**ACTIVITY**. Report each line of the data that contains the string "defaulted".

Items from a data source:

.....

//! # schemata-cli: Command-Line Tool for Step Schemas
//!
//! Provides the `schemata` binary. Argument parsing lives in `main.rs`;
//! the handlers here only load documents, call into `schemata-schema` and
//! print results.
//!
//! ## Subcommands
//!
//! - `schemata print`: decode a step schema document and print it in
//!   canonical form.
//! - `schemata describe`: print the scope that describes every descriptor.
//! - `schemata step-schema`: print the schema of a single step (not
//!   supported, exits 2).
//! - `schemata validate`: decode run data against a step input or output.
//! - `schemata compat`: check that one document can stand in for another.
//!
//! ```bash
//! schemata print --file plugin.yaml --format json
//! schemata validate --file plugin.yaml --step greet --input run.json
//! schemata compat --file v1.yaml --against v2.yaml
//! ```

pub mod compat;
pub mod output;
pub mod print;
pub mod validate;

use std::path::Path;

use anyhow::{Context, Result};
use schemata_core::Value;

/// Read a JSON or YAML data file, chosen by extension: `.json` is JSON,
/// anything else is YAML.
pub fn read_value(path: &Path) -> Result<Value> {
    let text = std::fs::read_to_string(path)
        .with_context(|| format!("failed to read {}", path.display()))?;
    let value = if path.extension().is_some_and(|ext| ext == "json") {
        Value::parse_json(&text).with_context(|| format!("invalid JSON in {}", path.display()))?
    } else {
        Value::parse_yaml(&text).with_context(|| format!("invalid YAML in {}", path.display()))?
    };
    tracing::debug!(path = %path.display(), kind = value.type_name(), "data file read");
    Ok(value)
}
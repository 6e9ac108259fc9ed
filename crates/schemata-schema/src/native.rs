//! # Native Values
//!
//! [`Native`] is the typed, in-memory side of every descriptor: what
//! `decode` produces and what `validate`/`encode` consume. It differs from the
//! generic [`Value`](schemata_core::Value) in three ways:
//!
//! - numbers are already normalized to `i64`/`f64`;
//! - compiled regular expressions are first-class ([`Pattern`]);
//! - records decoded by an object descriptor are kept apart from generic maps
//!   ([`Native::Object`] has string keys, [`Native::Map`] has native keys).
//!
//! [`ToNative`] and [`FromNative`] convert between `Native` and ordinary Rust
//! types. They are the building blocks of record binding in
//! [`crate::record`].

use std::cmp::Ordering;
use std::collections::BTreeMap;
use std::fmt;

use regex::Regex;
use schemata_core::ConstraintError;

/// A compiled regular expression, compared and ordered by its source text.
#[derive(Debug, Clone)]
pub struct Pattern(Regex);

impl Pattern {
    /// Compile a pattern.
    pub fn new(source: &str) -> Result<Self, regex::Error> {
        Regex::new(source).map(Self)
    }

    /// The pattern source text.
    pub fn as_str(&self) -> &str {
        self.0.as_str()
    }

    /// Returns true if the pattern matches anywhere in `text`.
    pub fn is_match(&self, text: &str) -> bool {
        self.0.is_match(text)
    }

    /// The compiled regular expression.
    pub fn regex(&self) -> &Regex {
        &self.0
    }
}

impl PartialEq for Pattern {
    fn eq(&self, other: &Self) -> bool {
        self.as_str() == other.as_str()
    }
}

impl Eq for Pattern {}

impl PartialOrd for Pattern {
    fn partial_cmp(&self, other: &Self) -> Option<Ordering> {
        Some(self.cmp(other))
    }
}

impl Ord for Pattern {
    fn cmp(&self, other: &Self) -> Ordering {
        self.as_str().cmp(other.as_str())
    }
}

impl fmt::Display for Pattern {
    fn fmt(&self, f: &mut fmt::Formatter<'_>) -> fmt::Result {
        f.write_str(self.as_str())
    }
}

/// A typed in-memory value.
#[derive(Debug, Clone)]
pub enum Native {
    /// Boolean.
    Bool(bool),
    /// 64-bit signed integer.
    Int(i64),
    /// 64-bit float.
    Float(f64),
    /// String.
    String(String),
    /// Compiled regular expression.
    Pattern(Pattern),
    /// List.
    List(Vec<Native>),
    /// Map with native keys.
    Map(BTreeMap<Native, Native>),
    /// Record decoded by an object descriptor, keyed by property id.
    Object(BTreeMap<String, Native>),
}

impl Native {
    /// Short name of the native shape, used in error messages.
    pub fn type_name(&self) -> &'static str {
        match self {
            Native::Bool(_) => "bool",
            Native::Int(_) => "integer",
            Native::Float(_) => "float",
            Native::String(_) => "string",
            Native::Pattern(_) => "pattern",
            Native::List(_) => "list",
            Native::Map(_) => "map",
            Native::Object(_) => "object",
        }
    }

    /// Borrow the string if this is a [`Native::String`].
    pub fn as_str(&self) -> Option<&str> {
        match self {
            Native::String(s) => Some(s),
            _ => None,
        }
    }

    /// Borrow the fields if this is a [`Native::Object`].
    pub fn as_object(&self) -> Option<&BTreeMap<String, Native>> {
        match self {
            Native::Object(fields) => Some(fields),
            _ => None,
        }
    }

    /// Look up a field of a [`Native::Object`].
    pub fn get(&self, field: &str) -> Option<&Native> {
        self.as_object().and_then(|fields| fields.get(field))
    }

    /// Build an object from `(field, value)` pairs.
    pub fn object<K, I>(fields: I) -> Self
    where
        K: Into<String>,
        I: IntoIterator<Item = (K, Native)>,
    {
        Native::Object(fields.into_iter().map(|(k, v)| (k.into(), v)).collect())
    }

    fn rank(&self) -> u8 {
        match self {
            Native::Bool(_) => 0,
            Native::Int(_) => 1,
            Native::Float(_) => 2,
            Native::String(_) => 3,
            Native::Pattern(_) => 4,
            Native::List(_) => 5,
            Native::Map(_) => 6,
            Native::Object(_) => 7,
        }
    }
}

impl PartialEq for Native {
    fn eq(&self, other: &Self) -> bool {
        self.cmp(other) == Ordering::Equal
    }
}

impl Eq for Native {}

impl PartialOrd for Native {
    fn partial_cmp(&self, other: &Self) -> Option<Ordering> {
        Some(self.cmp(other))
    }
}

impl Ord for Native {
    fn cmp(&self, other: &Self) -> Ordering {
        match (self, other) {
            (Native::Bool(a), Native::Bool(b)) => a.cmp(b),
            (Native::Int(a), Native::Int(b)) => a.cmp(b),
            (Native::Float(a), Native::Float(b)) => a.total_cmp(b),
            (Native::String(a), Native::String(b)) => a.cmp(b),
            (Native::Pattern(a), Native::Pattern(b)) => a.cmp(b),
            (Native::List(a), Native::List(b)) => a.cmp(b),
            (Native::Map(a), Native::Map(b)) => a.iter().cmp(b.iter()),
            (Native::Object(a), Native::Object(b)) => a.iter().cmp(b.iter()),
            _ => self.rank().cmp(&other.rank()),
        }
    }
}

impl fmt::Display for Native {
    fn fmt(&self, f: &mut fmt::Formatter<'_>) -> fmt::Result {
        match self {
            Native::Bool(b) => write!(f, "{b}"),
            Native::Int(i) => write!(f, "{i}"),
            Native::Float(x) => write!(f, "{x}"),
            Native::String(s) => write!(f, "{s}"),
            Native::Pattern(p) => write!(f, "{p}"),
            Native::List(items) => write!(f, "list of {} items", items.len()),
            Native::Map(map) => write!(f, "map of {} entries", map.len()),
            Native::Object(fields) => write!(f, "object with {} fields", fields.len()),
        }
    }
}

/// The native shape a descriptor produces.
#[derive(Debug, Clone, PartialEq, Eq)]
pub enum NativeKind {
    /// `bool`
    Bool,
    /// `i64`
    Int,
    /// `f64`
    Float,
    /// `String`
    String,
    /// [`Pattern`]
    Pattern,
    /// List of the inner kind.
    List(Box<NativeKind>),
    /// Map from the key kind to the value kind.
    Map(Box<NativeKind>, Box<NativeKind>),
    /// Record of the named object.
    Object(String),
    /// One of several records, selected by a discriminator.
    OneOf,
    /// Any scalar, list or map.
    Any,
}

impl fmt::Display for NativeKind {
    fn fmt(&self, f: &mut fmt::Formatter<'_>) -> fmt::Result {
        match self {
            NativeKind::Bool => write!(f, "bool"),
            NativeKind::Int => write!(f, "integer"),
            NativeKind::Float => write!(f, "float"),
            NativeKind::String => write!(f, "string"),
            NativeKind::Pattern => write!(f, "pattern"),
            NativeKind::List(item) => write!(f, "list[{item}]"),
            NativeKind::Map(key, value) => write!(f, "map[{key}]{value}"),
            NativeKind::Object(id) => write!(f, "object {id}"),
            NativeKind::OneOf => write!(f, "one of"),
            NativeKind::Any => write!(f, "any"),
        }
    }
}

/// Convert a Rust value into its native form.
pub trait ToNative {
    /// The native form of `self`.
    fn to_native(&self) -> Native;
}

/// Build a Rust value from its native form.
pub trait FromNative: Sized {
    /// Convert, failing with a constraint error on a shape mismatch.
    fn from_native(value: Native) -> Result<Self, ConstraintError>;
}

pub(crate) fn shape_mismatch(expected: &str, got: &Native) -> ConstraintError {
    ConstraintError::new(format!("expected {expected}, got {}", got.type_name()))
}

impl ToNative for Native {
    fn to_native(&self) -> Native {
        self.clone()
    }
}

impl FromNative for Native {
    fn from_native(value: Native) -> Result<Self, ConstraintError> {
        Ok(value)
    }
}

impl ToNative for bool {
    fn to_native(&self) -> Native {
        Native::Bool(*self)
    }
}

impl FromNative for bool {
    fn from_native(value: Native) -> Result<Self, ConstraintError> {
        match value {
            Native::Bool(b) => Ok(b),
            other => Err(shape_mismatch("bool", &other)),
        }
    }
}

impl ToNative for i64 {
    fn to_native(&self) -> Native {
        Native::Int(*self)
    }
}

impl FromNative for i64 {
    fn from_native(value: Native) -> Result<Self, ConstraintError> {
        match value {
            Native::Int(i) => Ok(i),
            other => Err(shape_mismatch("integer", &other)),
        }
    }
}

impl ToNative for f64 {
    fn to_native(&self) -> Native {
        Native::Float(*self)
    }
}

impl FromNative for f64 {
    fn from_native(value: Native) -> Result<Self, ConstraintError> {
        match value {
            Native::Float(x) => Ok(x),
            Native::Int(i) => Ok(i as f64),
            other => Err(shape_mismatch("float", &other)),
        }
    }
}

impl ToNative for String {
    fn to_native(&self) -> Native {
        Native::String(self.clone())
    }
}

impl FromNative for String {
    fn from_native(value: Native) -> Result<Self, ConstraintError> {
        match value {
            Native::String(s) => Ok(s),
            other => Err(shape_mismatch("string", &other)),
        }
    }
}

impl ToNative for Pattern {
    fn to_native(&self) -> Native {
        Native::Pattern(self.clone())
    }
}

impl FromNative for Pattern {
    fn from_native(value: Native) -> Result<Self, ConstraintError> {
        match value {
            Native::Pattern(p) => Ok(p),
            other => Err(shape_mismatch("pattern", &other)),
        }
    }
}

impl<T: ToNative> ToNative for Vec<T> {
    fn to_native(&self) -> Native {
        Native::List(self.iter().map(ToNative::to_native).collect())
    }
}

impl<T: FromNative> FromNative for Vec<T> {
    fn from_native(value: Native) -> Result<Self, ConstraintError> {
        match value {
            Native::List(items) => items
                .into_iter()
                .enumerate()
                .map(|(i, item)| T::from_native(item).map_err(|e| e.at(format!("[{i}]"))))
                .collect(),
            other => Err(shape_mismatch("list", &other)),
        }
    }
}

impl<K: ToNative, V: ToNative> ToNative for BTreeMap<K, V> {
    fn to_native(&self) -> Native {
        Native::Map(
            self.iter()
                .map(|(k, v)| (k.to_native(), v.to_native()))
                .collect(),
        )
    }
}

impl<K: FromNative + Ord, V: FromNative> FromNative for BTreeMap<K, V> {
    fn from_native(value: Native) -> Result<Self, ConstraintError> {
        let entries: Vec<(Native, Native)> = match value {
            Native::Map(map) => map.into_iter().collect(),
            Native::Object(fields) => fields
                .into_iter()
                .map(|(k, v)| (Native::String(k), v))
                .collect(),
            other => return Err(shape_mismatch("map", &other)),
        };
        entries
            .into_iter()
            .map(|(k, v)| {
                let label = k.to_string();
                let key = K::from_native(k).map_err(|e| e.at(format!("{{{label}}}")))?;
                let value = V::from_native(v).map_err(|e| e.at(format!("[{label}]")))?;
                Ok((key, value))
            })
            .collect()
    }
}

#[cfg(test)]
mod tests {
    use super::*;

    #[test]
    fn patterns_compare_by_source() {
        let a = Pattern::new("^a+$").unwrap();
        let b = Pattern::new("^a+$").unwrap();
        assert_eq!(a, b);
        assert!(a.is_match("aaa"));
        assert!(!a.is_match("b"));
    }

    #[test]
    fn floats_order_totally() {
        let mut values = vec![Native::Float(f64::NAN), Native::Float(1.0), Native::Int(3)];
        values.sort();
        assert_eq!(values[0], Native::Int(3));
        assert_eq!(values[1], Native::Float(1.0));
    }

    #[test]
    fn vec_conversion_reports_item_path() {
        let err = Vec::<i64>::from_native(Native::List(vec![
            Native::Int(1),
            Native::String("x".into()),
        ]))
        .unwrap_err();
        assert_eq!(err.path, vec!["[1]"]);
    }

    #[test]
    fn map_accepts_objects_with_string_keys() {
        let native = Native::object([("a", Native::Int(1)), ("b", Native::Int(2))]);
        let map = BTreeMap::<String, i64>::from_native(native).unwrap();
        assert_eq!(map.get("b"), Some(&2));
    }

    #[test]
    fn float_accepts_integers() {
        assert_eq!(f64::from_native(Native::Int(4)).unwrap(), 4.0);
    }

    #[test]
    fn native_kind_display() {
        let kind = NativeKind::Map(Box::new(NativeKind::String), Box::new(NativeKind::List(Box::new(NativeKind::Int))));
        assert_eq!(kind.to_string(), "map[string]list[integer]");
    }
}
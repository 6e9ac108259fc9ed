//! # Step Schema Documents
//!
//! Loads a plugin step schema from disk and drives one run through it:
//! input decoding with defaults, units and a discriminated union, then
//! output encoding.

use std::path::PathBuf;

use schemata_schema::{Native, Schema, SchemataError, Value};

fn fixture(name: &str) -> PathBuf {
    PathBuf::from(env!("CARGO_MANIFEST_DIR"))
        .join("tests")
        .join("fixtures")
        .join(name)
}

#[test]
fn loads_yaml_document() {
    let schema = Schema::load(fixture("greeter.yaml")).unwrap();
    let step = schema.step("greet").unwrap();
    assert_eq!(step.input.root(), "Input");
    assert_eq!(step.input.objects().len(), 3);
    assert_eq!(step.outputs.keys().collect::<Vec<_>>(), ["error", "success"]);
}

#[test]
fn run_input_is_coerced() {
    let schema = Schema::load(fixture("greeter.yaml")).unwrap();
    let step = schema.step("greet").unwrap();

    let input = step
        .decode_input(
            &Value::parse_json(
                r#"{"name": "Ada", "timeout": "2m", "greeting": {"kind": "casual", "emoji": "yes"}}"#,
            )
            .unwrap(),
        )
        .unwrap();
    assert_eq!(input.get("timeout"), Some(&Native::Int(120)));
    let greeting = input.get("greeting").unwrap();
    assert_eq!(greeting.get("emoji"), Some(&Native::Bool(true)));

    let defaulted = step
        .decode_input(&Value::parse_json(r#"{"name": "Ada"}"#).unwrap())
        .unwrap();
    assert_eq!(defaulted.get("timeout"), Some(&Native::Int(30)));
}

#[test]
fn run_input_errors_point_at_the_field() {
    let schema = Schema::load(fixture("greeter.yaml")).unwrap();
    let step = schema.step("greet").unwrap();
    let err = step
        .decode_input(&Value::parse_json(r#"{"name": ""}"#).unwrap())
        .unwrap_err();
    assert_eq!(err.path, vec!["name"]);

    let err = step
        .decode_input(
            &Value::parse_json(r#"{"name": "Ada", "greeting": {"kind": "rude"}}"#).unwrap(),
        )
        .unwrap_err();
    assert_eq!(err.path, vec!["greeting", "kind"]);
    assert!(err.message.contains("'casual', 'formal'"), "{err}");
}

#[test]
fn outputs_are_encoded_by_id() {
    let schema = Schema::load(fixture("greeter.yaml")).unwrap();
    let step = schema.step("greet").unwrap();
    let output = Native::object([("message", Native::String("Hello Ada".into()))]);
    let encoded = step.encode_output("success", &output).unwrap();
    assert_eq!(encoded, Value::parse_json(r#"{"message": "Hello Ada"}"#).unwrap());

    let err = step.encode_output("error", &output).unwrap_err();
    assert_eq!(err.path.first().map(String::as_str), Some("error"));
}

#[test]
fn document_survives_a_round_trip() {
    let schema = Schema::load(fixture("greeter.yaml")).unwrap();
    let value = schema.to_value().unwrap();
    let reloaded = Schema::from_value(&value).unwrap();
    assert_eq!(reloaded.to_value().unwrap(), value);
}

#[test]
fn malformed_documents_are_rejected() {
    let err = Schema::from_value(&Value::parse_json(r#"{"steps": {"a": {"id": "a"}}}"#).unwrap())
        .unwrap_err();
    assert_eq!(err.path, vec!["steps", "[a]", "input"]);

    let missing = Schema::load(fixture("does-not-exist.yaml")).unwrap_err();
    assert!(matches!(missing, SchemataError::Io(_)));
}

.....

**EXPECTED ANSWER**.
    let defaulted = step
    assert_eq!(defaulted.get("timeout"), Some(&Native::Int(30)));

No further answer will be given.